EmEditor (text editor) Forum Index
   Beta Version Bug Reports
     [b29] Find in Files very slow to search a large number of files
Register To Post

Threaded | Newest First Previous Topic | Next Topic | Bottom
Poster Thread
tungwaiyip
Posted on: 11/7/2007 11:11 am
Not too shy to talk
Joined: 12/8/2006
From:
Posts: 33
[b29] Find in Files very slow to search a large number of files
I'm searching for a string among 2500 files spreading over a directory tree. The performance number:

Another program: 2 seconds
EmEditor: 9 minutes

This translates to 4.6 files per second for EmEditor v.s. 1250 files per second for the other program.
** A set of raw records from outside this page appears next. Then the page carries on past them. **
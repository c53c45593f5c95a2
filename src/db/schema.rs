diesel::table! {
    likes (id) {
        id -> Uuid,
        video_id -> Uuid,
        created_at -> Timestamp,
    }
}

diesel::table! {
    playlists (id) {
        id -> Uuid,
        created_at -> Timestamp,
        title -> Varchar,
        description -> Nullable<Text>,
        parent_id -> Uuid,
    }
}

diesel::table! {
    videos (id) {
        id -> Uuid,
        created_at -> Timestamp,
        playlist_id -> Nullable<Uuid>,
        youtube_id -> Varchar,
        title -> Nullable<Varchar>,
        duration_seconds -> Nullable<Int4>,
    }
}

diesel::joinable!(likes -> videos (video_id));
diesel::joinable!(videos -> playlists (playlist_id));

diesel::allow_tables_to_appear_in_same_query!(likes, playlists, videos,);
//! Core types for docstore
//!
//! This crate defines the types shared by every storage structure:
//! - Error: error taxonomy and `Result` alias
//! - GrowthPolicy, CollectionOptions, HashTableOptions: open-time options
//! - StorageConfig: persisted tuning file of a database directory
//! - CorruptionCounter: count of skipped corrupt regions

#![warn(missing_docs)]
#![warn(clippy::all)]

pub mod config;
pub mod corruption;
pub mod error;

pub use config::{
    CollectionOptions, GrowthPolicy, HashTableOptions, StorageConfig, CONFIG_FILE_NAME,
};
pub use corruption::CorruptionCounter;
pub use error::{Error, Result};
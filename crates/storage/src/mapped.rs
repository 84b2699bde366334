//! Growable memory-mapped file.
//!
//! A [`MappedFile`] owns a file handle, its mapping and two sizes:
//! `capacity` (mapped length, always equal to the file length) and `used`
//! (the append point, everything past it is zero-filled free space).
//!
//! ## Design
//!
//! - Growth extends the file with `set_len` (zero-filled), maps the new length,
//!   and only then replaces the old mapping. A failure at any step leaves the
//!   previous mapping installed and the structure usable.
//! - Growth takes `&mut self`. Structures wrap the file in a
//!   `parking_lot::RwLock` and take the write side to grow, so no reader can
//!   hold a reference into a mapping that is being replaced.
//! - Reads are range-checked and return borrowed slices. Writes go through raw
//!   pointers from `&self`, so several threads can write disjoint ranges under
//!   a shared lock. Those writers are `unsafe`: the caller must hold whatever
//!   lock covers the range being written.
//!
//! ## Used-Size Recovery
//!
//! On reopen the append point is not stored anywhere. It is located by
//! bisection for the first offset followed by [`BOUNDARY_WINDOW`] zero bytes.
//! This assumes live data never contains a zero run that long and never ends
//! in a zero byte. Neither holds in general, so collections walk their record
//! headers and hash files their bucket chains, and use this estimate only as
//! a fallback.

use docstore_core::{Error, GrowthPolicy, Result};
use memmap2::{MmapOptions, MmapRaw};
use std::fs::{File, OpenOptions};
use std::io;
use std::path::{Path, PathBuf};
use std::ptr;
use std::sync::atomic::{AtomicU64, Ordering};
use tracing::{debug, info};

/// Zero bytes that mark the start of free space when recovering `used`
pub const BOUNDARY_WINDOW: usize = 128;

/// A growable, memory-mapped backing file
///
/// # Thread Safety
///
/// `MappedFile` is `Send + Sync`. Reads through `&self` are safe as long as
/// no overlapping write happens concurrently; the owning structure enforces
/// that with its own locks. Growth and clearing need `&mut self`.
#[derive(Debug)]
pub struct MappedFile {
    path: PathBuf,
    file: File,
    map: MmapRaw,
    used: AtomicU64,
    capacity: u64,
    growth: GrowthPolicy,
}

impl MappedFile {
    /// Open `path`, creating it if missing.
    ///
    /// An empty file is grown by one increment. A non-empty file is mapped
    /// as-is and its append point recovered by bisection.
    pub fn open(path: impl AsRef<Path>, growth: GrowthPolicy) -> Result<Self> {
        growth.validate()?;
        let path = path.as_ref().to_path_buf();
        let file = OpenOptions::new()
            .read(true)
            .write(true)
            .create(true)
            .truncate(false)
            .open(&path)?;

        let mut len = file.metadata()?.len();
        if len == 0 {
            len = growth.increment_for(0);
            file.set_len(len)?;
            debug!("Created {} with {} bytes", path.display(), len);
        }

        let map = map_file(&file, len)?;
        let mut mapped = MappedFile {
            path,
            file,
            map,
            used: AtomicU64::new(0),
            capacity: len,
            growth,
        };
        let used = locate_used(mapped.bytes(0, len as usize));
        mapped.used = AtomicU64::new(used);

        info!(
            "{} has {} bytes out of {} bytes in use",
            mapped.path.display(),
            used,
            len
        );
        Ok(mapped)
    }

    /// Path of the backing file
    pub fn path(&self) -> &Path {
        &self.path
    }

    /// Append point: bytes before it hold live data
    #[inline]
    pub fn used(&self) -> u64 {
        self.used.load(Ordering::Acquire)
    }

    /// Mapped length, equal to the file length
    #[inline]
    pub fn capacity(&self) -> u64 {
        self.capacity
    }

    /// Growth policy in effect
    pub fn growth(&self) -> GrowthPolicy {
        self.growth
    }

    /// True if `more` bytes fit past the append point without growing
    #[inline]
    pub fn has_room(&self, more: u64) -> bool {
        self.used().saturating_add(more) <= self.capacity
    }

    /// Move the append point forward by `n`, returning its previous value.
    ///
    /// Callers serialize appends themselves and check `has_room` first.
    pub fn advance(&self, n: u64) -> u64 {
        self.used.fetch_add(n, Ordering::AcqRel)
    }

    /// Set the append point
    pub fn set_used(&self, used: u64) {
        self.used.store(used.min(self.capacity), Ordering::Release);
    }

    /// Grow until `more` bytes fit past the append point.
    ///
    /// Grows one tier increment at a time. On error the file keeps its
    /// previous length and mapping.
    pub fn ensure_capacity(&mut self, more: u64) -> Result<()> {
        let needed = self
            .used()
            .checked_add(more)
            .ok_or_else(|| Error::Io(io::Error::new(io::ErrorKind::InvalidInput, "size overflow")))?;

        while needed > self.capacity {
            let step = self.growth.increment_for(self.capacity);
            let new_len = self.capacity.saturating_add(step);
            self.remap(new_len)?;
            info!("{} has grown {} bytes to {}", self.path.display(), step, new_len);
        }
        Ok(())
    }

    fn remap(&mut self, new_len: u64) -> Result<()> {
        let old_len = self.capacity;
        self.file.set_len(new_len)?;
        match map_file(&self.file, new_len) {
            Ok(map) => {
                self.map = map;
                self.capacity = new_len;
                Ok(())
            }
            Err(e) => {
                // Old mapping is still installed; put the length back to match it
                let _ = self.file.set_len(old_len);
                Err(e)
            }
        }
    }

    /// Borrow `len` bytes at `offset`, or `None` if out of the mapped range
    pub fn read_at(&self, offset: u64, len: usize) -> Option<&[u8]> {
        let end = offset.checked_add(len as u64)?;
        if end > self.capacity {
            return None;
        }
        Some(self.bytes(offset as usize, len))
    }

    /// Byte at `offset`, or `None` if out of range
    #[inline]
    pub fn byte_at(&self, offset: u64) -> Option<u8> {
        self.read_at(offset, 1).map(|b| b[0])
    }

    /// The live region `[0, used)`
    pub fn used_bytes(&self) -> &[u8] {
        self.bytes(0, self.used() as usize)
    }

    fn bytes(&self, offset: usize, len: usize) -> &[u8] {
        if len == 0 {
            return &[];
        }
        // SAFETY: callers checked `offset + len <= capacity == map.len()`
        unsafe { std::slice::from_raw_parts(self.map.as_ptr().add(offset), len) }
    }

    fn check_range(&self, offset: u64, len: usize) -> Result<usize> {
        match offset.checked_add(len as u64) {
            Some(end) if end <= self.capacity => Ok(offset as usize),
            _ => Err(Error::Io(io::Error::new(
                io::ErrorKind::InvalidInput,
                format!(
                    "write of {} bytes at {} exceeds capacity {} of {}",
                    len,
                    offset,
                    self.capacity,
                    self.path.display()
                ),
            ))),
        }
    }

    /// Copy `data` into the mapping at `offset`.
    ///
    /// # Safety
    ///
    /// The caller must hold the lock that covers `[offset, offset + data.len())`
    /// so no other thread reads or writes that range concurrently.
    pub unsafe fn write_at(&self, offset: u64, data: &[u8]) -> Result<()> {
        let start = self.check_range(offset, data.len())?;
        ptr::copy_nonoverlapping(data.as_ptr(), self.map.as_mut_ptr().add(start), data.len());
        Ok(())
    }

    /// Fill `len` bytes at `offset` with `byte`.
    ///
    /// # Safety
    ///
    /// Same contract as [`write_at`](Self::write_at).
    pub unsafe fn fill_at(&self, offset: u64, len: usize, byte: u8) -> Result<()> {
        let start = self.check_range(offset, len)?;
        ptr::write_bytes(self.map.as_mut_ptr().add(start), byte, len);
        Ok(())
    }

    /// Overwrite one byte.
    ///
    /// # Safety
    ///
    /// Same contract as [`write_at`](Self::write_at).
    pub unsafe fn set_byte(&self, offset: u64, byte: u8) -> Result<()> {
        self.write_at(offset, &[byte])
    }

    /// Synchronize the mapping with the device
    pub fn flush(&self) -> Result<()> {
        self.map.flush()?;
        Ok(())
    }

    /// Discard all data: truncate to zero, then grow by one increment.
    ///
    /// The old mapping stays installed until the new one exists. After each
    /// step `capacity` only covers the part of it the file still backs, so a
    /// failure leaves an empty but consistent file.
    pub fn clear(&mut self) -> Result<()> {
        let len = self.growth.increment_for(0);
        let mapped = self.capacity;

        self.file.set_len(0)?;
        self.capacity = 0;
        self.used.store(0, Ordering::Release);

        self.file.set_len(len)?;
        self.capacity = len.min(mapped);

        self.map = map_file(&self.file, len)?;
        self.capacity = len;
        info!("Cleared {}, now {} bytes", self.path.display(), len);
        Ok(())
    }

    /// Flush, unmap and close
    pub fn close(self) -> Result<()> {
        self.flush()?;
        debug!("Closed {}", self.path.display());
        Ok(())
    }
}

fn map_file(file: &File, len: u64) -> Result<MmapRaw> {
    let len = usize::try_from(len).map_err(|_| {
        Error::Io(io::Error::new(io::ErrorKind::InvalidInput, "file too large to map"))
    })?;
    Ok(MmapOptions::new().len(len).map_raw(file)?)
}

/// First offset `p` such that the window after `p` is all zero.
///
/// Assumes the predicate is monotonic: false inside live data, true in the
/// zero-filled tail.
fn locate_used(bytes: &[u8]) -> u64 {
    let zero_from = |p: usize| {
        let end = (p + BOUNDARY_WINDOW).min(bytes.len());
        bytes[p..end].iter().all(|&b| b == 0)
    };

    let (mut lo, mut hi) = (0usize, bytes.len());
    while lo < hi {
        let mid = lo + (hi - lo) / 2;
        if zero_from(mid) {
            hi = mid;
        } else {
            lo = mid + 1;
        }
    }
    lo as u64
}
//! Collection record layout.
//!
//! ```text
//! +----------+----------------+-----------------+--------------------+
//! | validity | room (varint)  | payload         | padding (0x20)     |
//! | 1 byte   | 10-byte slot   | len bytes       | room - len bytes   |
//! +----------+----------------+-----------------+--------------------+
//! ```
//!
//! A record's offset is its identifier. Padding is ASCII space, never zero,
//! so the last byte of every record is non-zero and the used/free boundary
//! of a collection file can be found by looking for zero runs.

use super::varint::{read_slot, slot_bytes, VarintError, SLOT_SIZE};
use thiserror::Error;

/// Validity byte of a live record
pub const VALID: u8 = 1;

/// Validity byte of a deleted record
pub const INVALID: u8 = 0;

/// Header bytes before the payload: validity + room slot
pub const RECORD_HEADER_SIZE: usize = 1 + SLOT_SIZE;

/// Byte filling unused room
pub const PADDING: u8 = b' ';

/// Decoded record header
#[derive(Debug, Clone, Copy, PartialEq, Eq)]
pub struct RecordHeader {
    /// True when the validity byte is [`VALID`]
    pub valid: bool,
    /// Bytes reserved for payload and padding
    pub room: u64,
}

impl RecordHeader {
    /// Total bytes the record occupies, header included
    #[inline]
    pub fn span(&self) -> usize {
        RECORD_HEADER_SIZE + self.room as usize
    }
}

/// Why a header could not be parsed
#[derive(Debug, Clone, Copy, PartialEq, Eq, Error)]
pub enum HeaderFault {
    /// Header would extend past the used region
    #[error("header extends past the used region")]
    Truncated,
    /// Validity byte is neither VALID nor INVALID
    #[error("validity byte {0:#04x} is neither valid nor invalid")]
    BadValidity(u8),
    /// Room slot does not hold a canonical varint
    #[error("room is unreadable: {0}")]
    BadRoom(#[from] VarintError),
    /// Room exceeds the per-record maximum
    #[error("room {room} exceeds maximum {max}")]
    RoomTooLarge {
        /// Decoded room
        room: u64,
        /// Configured maximum
        max: u64,
    },
    /// Header is fine but the body runs past the used region
    #[error("record body of {room} bytes extends past the used region")]
    Overrun {
        /// Decoded room
        room: u64,
    },
}

/// Encode a header
pub fn encode_header(valid: bool, room: u64) -> [u8; RECORD_HEADER_SIZE] {
    let mut header = [0u8; RECORD_HEADER_SIZE];
    header[0] = if valid { VALID } else { INVALID };
    header[1..].copy_from_slice(&slot_bytes(room));
    header
}

/// Parse the header at `at` within the used region `bytes`.
///
/// Succeeds only when the whole record, body included, lies inside `bytes`.
pub fn parse_header(bytes: &[u8], at: usize, max_room: u64) -> Result<RecordHeader, HeaderFault> {
    let header_end = at
        .checked_add(RECORD_HEADER_SIZE)
        .filter(|end| *end <= bytes.len())
        .ok_or(HeaderFault::Truncated)?;

    let valid = match bytes[at] {
        VALID => true,
        INVALID => false,
        other => return Err(HeaderFault::BadValidity(other)),
    };
    let room = read_slot(&bytes[at + 1..header_end])?;
    if room > max_room {
        return Err(HeaderFault::RoomTooLarge { room, max: max_room });
    }
    if (bytes.len() - header_end) < room as usize {
        return Err(HeaderFault::Overrun { room });
    }
    Ok(RecordHeader { valid, room })
}

/// Find the next offset at or after `from` where a well-formed record starts.
///
/// Used to resume a scan after a corrupt header. Steps forward one byte at a
/// time and returns the first offset whose header parses cleanly, or `None`
/// when no such offset remains in `bytes`.
pub fn next_record_boundary(bytes: &[u8], from: usize, max_room: u64) -> Option<usize> {
    (from..bytes.len()).find(|&at| {
        matches!(bytes[at], VALID | INVALID) && parse_header(bytes, at, max_room).is_ok()
    })
}

/// Offset where the record region of `bytes` ends.
///
/// Walks headers from offset 0 and stops at the first all-zero header (free
/// space never holds a header, and every written header has a non-zero room)
/// or at the end of `bytes`. A malformed header stops the walk with the
/// offset reached and the fault.
pub fn end_of_records(bytes: &[u8], max_room: u64) -> Result<usize, (usize, HeaderFault)> {
    let mut at = 0;
    while at < bytes.len() {
        let header_end = (at + RECORD_HEADER_SIZE).min(bytes.len());
        if bytes[at..header_end].iter().all(|&b| b == 0) {
            return Ok(at);
        }
        let header = parse_header(bytes, at, max_room).map_err(|fault| (at, fault))?;
        at += header.span();
    }
    Ok(at)
}

/// Strip trailing padding from a record's room
pub fn trim_padding(room: &[u8]) -> &[u8] {
    let end = room
        .iter()
        .rposition(|&b| b != PADDING)
        .map_or(0, |last| last + 1);
    &room[..end]
}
Another interesting observation. There are two types of files, one with .rst extension and one with .html extension. The search seems to go much faster with .html files. It takes 65 second to search through 1000 .html files. This translates to 15 files per second. Not great, but much better than average. The total files size of the .html files actually make up 75% of the original search.
Yutaka
Posted on: 11/7/2007 11:27 am
Webmaster
Joined: 9/28/2006
From: Redmond
Posts: 2397
Re: [b29] Find in Files very slow to search a large number of files
Thanks for descriptions, but it might be more helpful if you can write which encodings those files are written with, and whether you use regular expressions, or escape sequences including new lines. A possible reason for the delay is that EmEditor internally works in Unicode, and it support Unicode-aware regular expressions. You can write exactly what you search for, and what the files are like, and you can email me sample files and more descriptions at tech@emurasoft.com
Thanks!


----------------
Yutaka Emura
Developer of EmEditor
http://www.emeditor.com/

Yutaka
Posted on: 11/7/2007 11:33 am
Webmaster
Joined: 9/28/2006
From: Redmond
Posts: 2397
Re: [b29] Find in Files very slow to search a large number of files
Also, make sure you write which options (such as Regular Expressions, Match Catch, etc.) you checked in the Find in Files dialog box. Using different options can make significant difference in search speed. Thanks!


----------------
Yutaka Emura
Developer of EmEditor
http://www.emeditor.com/

tungwaiyip
Posted on: 11/7/2007 12:16 pm
Not too shy to talk
Joined: 12/8/2006
From:
Posts: 33
Re: [b29] Find in Files very slow to search a large number of files
I've figured it out. The problem is in the "Encoding" listbox. The default "Configured Encoding" is the slowest. Choosing anything other than "Configured Encoding", even if you pick something random like Korean, will give you good performance.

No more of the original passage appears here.